Input:
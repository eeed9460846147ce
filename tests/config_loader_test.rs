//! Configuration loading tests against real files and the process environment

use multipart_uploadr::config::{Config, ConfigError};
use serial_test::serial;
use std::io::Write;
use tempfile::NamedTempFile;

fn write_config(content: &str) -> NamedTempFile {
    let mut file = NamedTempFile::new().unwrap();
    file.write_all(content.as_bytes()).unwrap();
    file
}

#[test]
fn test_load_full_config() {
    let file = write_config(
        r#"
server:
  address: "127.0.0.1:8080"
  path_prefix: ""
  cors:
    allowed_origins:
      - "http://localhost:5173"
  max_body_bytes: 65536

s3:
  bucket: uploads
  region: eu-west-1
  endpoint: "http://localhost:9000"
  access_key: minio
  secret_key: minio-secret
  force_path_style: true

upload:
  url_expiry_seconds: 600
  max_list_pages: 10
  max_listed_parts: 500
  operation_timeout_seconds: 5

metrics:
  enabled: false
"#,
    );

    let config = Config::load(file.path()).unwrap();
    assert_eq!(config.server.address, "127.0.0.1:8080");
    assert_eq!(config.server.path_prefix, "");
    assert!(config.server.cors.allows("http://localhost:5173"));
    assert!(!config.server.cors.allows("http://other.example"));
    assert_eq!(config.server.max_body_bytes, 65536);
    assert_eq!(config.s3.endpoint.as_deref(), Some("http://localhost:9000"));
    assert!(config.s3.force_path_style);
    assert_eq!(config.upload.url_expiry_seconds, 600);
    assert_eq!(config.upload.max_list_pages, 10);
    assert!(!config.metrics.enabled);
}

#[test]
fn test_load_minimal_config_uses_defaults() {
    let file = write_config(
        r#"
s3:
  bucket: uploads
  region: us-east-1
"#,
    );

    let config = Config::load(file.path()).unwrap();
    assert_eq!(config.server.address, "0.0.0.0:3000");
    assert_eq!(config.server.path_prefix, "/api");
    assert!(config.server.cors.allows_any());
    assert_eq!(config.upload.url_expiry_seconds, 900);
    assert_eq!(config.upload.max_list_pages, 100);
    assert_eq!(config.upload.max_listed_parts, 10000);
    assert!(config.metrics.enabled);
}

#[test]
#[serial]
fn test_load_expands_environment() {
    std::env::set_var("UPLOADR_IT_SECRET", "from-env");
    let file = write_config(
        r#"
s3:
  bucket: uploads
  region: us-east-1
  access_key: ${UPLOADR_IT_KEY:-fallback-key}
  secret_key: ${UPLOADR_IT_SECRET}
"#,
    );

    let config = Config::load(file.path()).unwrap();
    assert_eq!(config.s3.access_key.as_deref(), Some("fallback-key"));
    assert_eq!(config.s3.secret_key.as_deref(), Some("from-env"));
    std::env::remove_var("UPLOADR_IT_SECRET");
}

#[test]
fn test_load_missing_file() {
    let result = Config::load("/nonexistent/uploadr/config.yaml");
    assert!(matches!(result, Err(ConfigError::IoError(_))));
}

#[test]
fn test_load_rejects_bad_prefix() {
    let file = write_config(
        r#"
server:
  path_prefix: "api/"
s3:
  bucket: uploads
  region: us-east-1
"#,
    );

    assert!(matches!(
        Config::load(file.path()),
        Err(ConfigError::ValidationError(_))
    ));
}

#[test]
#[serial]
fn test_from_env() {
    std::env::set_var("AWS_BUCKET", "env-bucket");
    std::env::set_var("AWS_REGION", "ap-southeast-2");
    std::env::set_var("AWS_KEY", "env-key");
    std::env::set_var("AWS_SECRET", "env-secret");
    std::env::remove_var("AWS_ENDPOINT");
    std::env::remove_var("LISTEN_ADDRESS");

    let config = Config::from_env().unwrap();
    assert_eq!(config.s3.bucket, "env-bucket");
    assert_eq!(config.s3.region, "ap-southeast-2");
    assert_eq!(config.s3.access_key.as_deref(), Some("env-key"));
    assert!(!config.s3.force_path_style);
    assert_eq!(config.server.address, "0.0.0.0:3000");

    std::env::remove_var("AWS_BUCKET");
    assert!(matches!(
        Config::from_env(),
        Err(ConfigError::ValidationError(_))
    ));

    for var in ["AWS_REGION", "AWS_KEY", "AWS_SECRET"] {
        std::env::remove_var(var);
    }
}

...

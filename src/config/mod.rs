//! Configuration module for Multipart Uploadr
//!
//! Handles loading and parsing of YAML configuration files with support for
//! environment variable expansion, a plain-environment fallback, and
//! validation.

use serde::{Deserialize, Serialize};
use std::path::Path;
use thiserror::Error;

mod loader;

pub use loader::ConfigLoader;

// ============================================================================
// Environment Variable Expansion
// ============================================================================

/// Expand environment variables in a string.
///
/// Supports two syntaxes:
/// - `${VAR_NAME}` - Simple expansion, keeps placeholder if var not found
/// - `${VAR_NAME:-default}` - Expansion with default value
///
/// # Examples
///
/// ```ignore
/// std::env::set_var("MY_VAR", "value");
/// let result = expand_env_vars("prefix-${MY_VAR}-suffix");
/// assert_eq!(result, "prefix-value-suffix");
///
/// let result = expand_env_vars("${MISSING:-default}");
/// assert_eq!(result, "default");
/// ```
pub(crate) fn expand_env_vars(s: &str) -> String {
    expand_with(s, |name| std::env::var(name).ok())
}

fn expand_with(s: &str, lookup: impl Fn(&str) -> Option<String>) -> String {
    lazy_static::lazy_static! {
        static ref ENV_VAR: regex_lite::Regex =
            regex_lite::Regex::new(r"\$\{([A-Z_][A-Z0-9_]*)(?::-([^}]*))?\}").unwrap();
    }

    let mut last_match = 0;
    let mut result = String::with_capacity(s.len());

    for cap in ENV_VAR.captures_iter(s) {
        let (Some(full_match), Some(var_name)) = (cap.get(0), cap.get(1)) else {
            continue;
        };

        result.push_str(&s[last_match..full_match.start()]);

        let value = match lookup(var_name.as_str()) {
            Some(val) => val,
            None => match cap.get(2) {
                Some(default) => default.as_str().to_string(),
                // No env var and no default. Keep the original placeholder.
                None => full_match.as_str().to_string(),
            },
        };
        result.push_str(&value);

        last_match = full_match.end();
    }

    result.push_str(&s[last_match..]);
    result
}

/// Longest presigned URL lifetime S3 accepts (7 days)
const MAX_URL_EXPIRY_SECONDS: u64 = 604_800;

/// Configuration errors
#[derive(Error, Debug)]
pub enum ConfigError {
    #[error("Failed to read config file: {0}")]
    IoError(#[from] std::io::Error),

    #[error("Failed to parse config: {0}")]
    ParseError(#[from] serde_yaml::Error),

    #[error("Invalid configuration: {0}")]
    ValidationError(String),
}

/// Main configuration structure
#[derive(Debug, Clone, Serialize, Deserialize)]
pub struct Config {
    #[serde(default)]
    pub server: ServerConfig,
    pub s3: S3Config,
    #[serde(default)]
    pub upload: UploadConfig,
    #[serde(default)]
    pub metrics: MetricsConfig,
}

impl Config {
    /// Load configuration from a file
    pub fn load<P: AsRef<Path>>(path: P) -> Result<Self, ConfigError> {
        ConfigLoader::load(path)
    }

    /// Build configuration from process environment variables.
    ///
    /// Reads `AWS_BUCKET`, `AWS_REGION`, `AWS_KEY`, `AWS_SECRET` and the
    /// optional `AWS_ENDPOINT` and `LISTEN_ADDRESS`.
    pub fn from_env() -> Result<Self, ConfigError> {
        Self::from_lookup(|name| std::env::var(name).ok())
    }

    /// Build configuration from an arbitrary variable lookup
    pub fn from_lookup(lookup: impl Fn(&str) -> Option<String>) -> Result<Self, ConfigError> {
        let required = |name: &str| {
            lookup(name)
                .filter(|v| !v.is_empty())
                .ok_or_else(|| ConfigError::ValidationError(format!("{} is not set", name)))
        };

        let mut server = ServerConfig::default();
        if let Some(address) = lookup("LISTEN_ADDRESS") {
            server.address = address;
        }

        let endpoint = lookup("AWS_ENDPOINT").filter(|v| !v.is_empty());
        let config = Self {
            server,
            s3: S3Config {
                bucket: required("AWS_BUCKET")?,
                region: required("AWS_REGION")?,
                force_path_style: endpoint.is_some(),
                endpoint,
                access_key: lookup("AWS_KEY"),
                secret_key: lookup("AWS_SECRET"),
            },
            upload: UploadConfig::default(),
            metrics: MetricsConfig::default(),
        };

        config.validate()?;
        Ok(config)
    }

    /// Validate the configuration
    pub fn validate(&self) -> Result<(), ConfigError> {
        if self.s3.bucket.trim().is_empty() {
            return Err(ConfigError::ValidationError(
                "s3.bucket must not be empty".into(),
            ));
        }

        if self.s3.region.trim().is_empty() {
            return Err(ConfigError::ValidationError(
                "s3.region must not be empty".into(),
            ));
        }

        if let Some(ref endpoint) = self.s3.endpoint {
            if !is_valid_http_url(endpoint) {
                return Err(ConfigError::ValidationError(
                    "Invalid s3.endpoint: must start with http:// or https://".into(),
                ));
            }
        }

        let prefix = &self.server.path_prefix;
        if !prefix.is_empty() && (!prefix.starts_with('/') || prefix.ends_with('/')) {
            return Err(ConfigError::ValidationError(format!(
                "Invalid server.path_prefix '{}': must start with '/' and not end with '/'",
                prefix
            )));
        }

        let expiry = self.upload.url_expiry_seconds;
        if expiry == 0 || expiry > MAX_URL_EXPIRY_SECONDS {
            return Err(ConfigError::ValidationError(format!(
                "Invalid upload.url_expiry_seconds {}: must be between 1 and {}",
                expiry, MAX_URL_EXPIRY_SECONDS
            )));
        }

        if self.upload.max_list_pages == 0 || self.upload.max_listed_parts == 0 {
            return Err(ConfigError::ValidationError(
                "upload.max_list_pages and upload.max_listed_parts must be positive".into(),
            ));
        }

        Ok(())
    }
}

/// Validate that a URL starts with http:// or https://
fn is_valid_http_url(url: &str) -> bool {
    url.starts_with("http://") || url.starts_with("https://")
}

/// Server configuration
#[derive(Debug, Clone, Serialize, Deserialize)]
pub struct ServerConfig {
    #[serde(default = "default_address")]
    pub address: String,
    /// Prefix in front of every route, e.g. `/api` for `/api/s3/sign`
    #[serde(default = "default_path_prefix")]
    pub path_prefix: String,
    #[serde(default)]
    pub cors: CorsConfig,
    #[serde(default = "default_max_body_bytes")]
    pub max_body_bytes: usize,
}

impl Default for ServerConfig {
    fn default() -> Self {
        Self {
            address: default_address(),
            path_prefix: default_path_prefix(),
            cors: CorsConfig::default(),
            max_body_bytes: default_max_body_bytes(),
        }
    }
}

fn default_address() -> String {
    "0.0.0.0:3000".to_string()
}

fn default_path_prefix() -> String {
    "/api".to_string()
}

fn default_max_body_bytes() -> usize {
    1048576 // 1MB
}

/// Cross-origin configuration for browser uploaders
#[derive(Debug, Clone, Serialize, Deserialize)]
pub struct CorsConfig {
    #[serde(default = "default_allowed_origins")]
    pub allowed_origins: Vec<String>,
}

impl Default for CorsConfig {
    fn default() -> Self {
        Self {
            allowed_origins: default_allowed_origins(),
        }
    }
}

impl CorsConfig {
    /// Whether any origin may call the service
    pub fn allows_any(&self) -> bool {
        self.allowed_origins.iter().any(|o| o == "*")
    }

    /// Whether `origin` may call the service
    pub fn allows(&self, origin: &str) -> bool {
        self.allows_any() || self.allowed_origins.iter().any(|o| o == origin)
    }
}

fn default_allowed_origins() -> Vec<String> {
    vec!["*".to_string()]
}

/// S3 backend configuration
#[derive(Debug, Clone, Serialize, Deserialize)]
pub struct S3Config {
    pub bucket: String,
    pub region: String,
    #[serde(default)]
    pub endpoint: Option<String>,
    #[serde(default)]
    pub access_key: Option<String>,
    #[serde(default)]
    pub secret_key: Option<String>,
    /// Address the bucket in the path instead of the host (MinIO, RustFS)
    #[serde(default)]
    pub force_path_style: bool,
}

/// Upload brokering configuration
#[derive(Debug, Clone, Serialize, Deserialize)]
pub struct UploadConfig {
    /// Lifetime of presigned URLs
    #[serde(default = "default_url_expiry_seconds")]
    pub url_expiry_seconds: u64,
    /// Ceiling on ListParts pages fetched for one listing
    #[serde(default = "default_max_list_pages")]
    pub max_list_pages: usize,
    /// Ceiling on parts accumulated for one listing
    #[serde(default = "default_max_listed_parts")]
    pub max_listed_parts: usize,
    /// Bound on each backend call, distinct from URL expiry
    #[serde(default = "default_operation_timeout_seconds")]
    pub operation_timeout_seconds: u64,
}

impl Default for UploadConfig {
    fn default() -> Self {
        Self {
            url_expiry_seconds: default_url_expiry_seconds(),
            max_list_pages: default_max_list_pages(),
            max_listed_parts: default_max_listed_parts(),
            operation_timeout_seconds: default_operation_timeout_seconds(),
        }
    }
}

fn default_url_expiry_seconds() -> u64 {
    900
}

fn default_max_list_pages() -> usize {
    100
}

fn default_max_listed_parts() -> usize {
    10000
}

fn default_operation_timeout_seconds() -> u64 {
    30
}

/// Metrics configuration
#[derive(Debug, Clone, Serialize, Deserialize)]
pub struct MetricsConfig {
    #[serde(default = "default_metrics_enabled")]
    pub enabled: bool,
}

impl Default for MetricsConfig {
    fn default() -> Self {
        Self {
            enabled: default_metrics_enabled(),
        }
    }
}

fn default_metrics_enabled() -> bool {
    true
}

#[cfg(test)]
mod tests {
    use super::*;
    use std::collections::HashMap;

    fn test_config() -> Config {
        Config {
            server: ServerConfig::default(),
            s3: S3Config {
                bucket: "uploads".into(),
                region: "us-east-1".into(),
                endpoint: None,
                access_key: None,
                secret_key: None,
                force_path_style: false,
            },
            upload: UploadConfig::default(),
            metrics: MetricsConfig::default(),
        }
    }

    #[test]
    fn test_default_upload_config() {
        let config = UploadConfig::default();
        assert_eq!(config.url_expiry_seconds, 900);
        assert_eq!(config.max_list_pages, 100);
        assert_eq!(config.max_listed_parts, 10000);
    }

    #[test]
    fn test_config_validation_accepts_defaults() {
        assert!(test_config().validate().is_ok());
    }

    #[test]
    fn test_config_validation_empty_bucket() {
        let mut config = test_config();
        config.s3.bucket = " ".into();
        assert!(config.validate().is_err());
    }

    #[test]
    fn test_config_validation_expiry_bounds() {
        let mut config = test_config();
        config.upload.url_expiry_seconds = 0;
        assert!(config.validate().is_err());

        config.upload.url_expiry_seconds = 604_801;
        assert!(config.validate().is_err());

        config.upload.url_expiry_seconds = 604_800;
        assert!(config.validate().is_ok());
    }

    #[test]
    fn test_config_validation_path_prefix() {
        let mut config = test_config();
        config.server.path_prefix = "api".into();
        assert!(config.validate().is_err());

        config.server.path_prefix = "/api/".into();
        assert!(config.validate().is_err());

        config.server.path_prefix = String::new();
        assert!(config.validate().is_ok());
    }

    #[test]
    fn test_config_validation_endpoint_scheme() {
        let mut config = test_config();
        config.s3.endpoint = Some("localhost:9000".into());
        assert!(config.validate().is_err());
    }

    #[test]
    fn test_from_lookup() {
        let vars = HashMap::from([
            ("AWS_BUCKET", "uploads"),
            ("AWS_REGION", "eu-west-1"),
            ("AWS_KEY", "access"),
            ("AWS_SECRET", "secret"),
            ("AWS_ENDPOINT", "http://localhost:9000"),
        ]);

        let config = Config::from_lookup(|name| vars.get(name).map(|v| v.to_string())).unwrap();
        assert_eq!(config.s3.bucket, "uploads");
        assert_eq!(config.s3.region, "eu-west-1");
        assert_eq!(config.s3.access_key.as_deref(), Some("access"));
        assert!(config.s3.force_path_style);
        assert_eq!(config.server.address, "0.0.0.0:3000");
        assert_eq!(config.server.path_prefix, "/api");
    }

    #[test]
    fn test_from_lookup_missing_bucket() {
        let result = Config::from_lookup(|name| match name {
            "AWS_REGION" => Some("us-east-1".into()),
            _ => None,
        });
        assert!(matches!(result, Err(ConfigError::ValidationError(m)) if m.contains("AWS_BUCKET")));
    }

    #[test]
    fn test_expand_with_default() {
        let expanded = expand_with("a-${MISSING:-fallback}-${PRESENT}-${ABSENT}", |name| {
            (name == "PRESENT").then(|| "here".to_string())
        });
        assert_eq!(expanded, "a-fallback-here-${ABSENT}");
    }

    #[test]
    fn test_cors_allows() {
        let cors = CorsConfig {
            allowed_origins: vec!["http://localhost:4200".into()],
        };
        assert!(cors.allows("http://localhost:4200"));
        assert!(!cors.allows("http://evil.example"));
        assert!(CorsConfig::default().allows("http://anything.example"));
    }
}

Exercise requirements: Counting only lines that contain the string "suffix", say how many appear in the listing above, with the number as the entire reply.

Solution to this problem: 2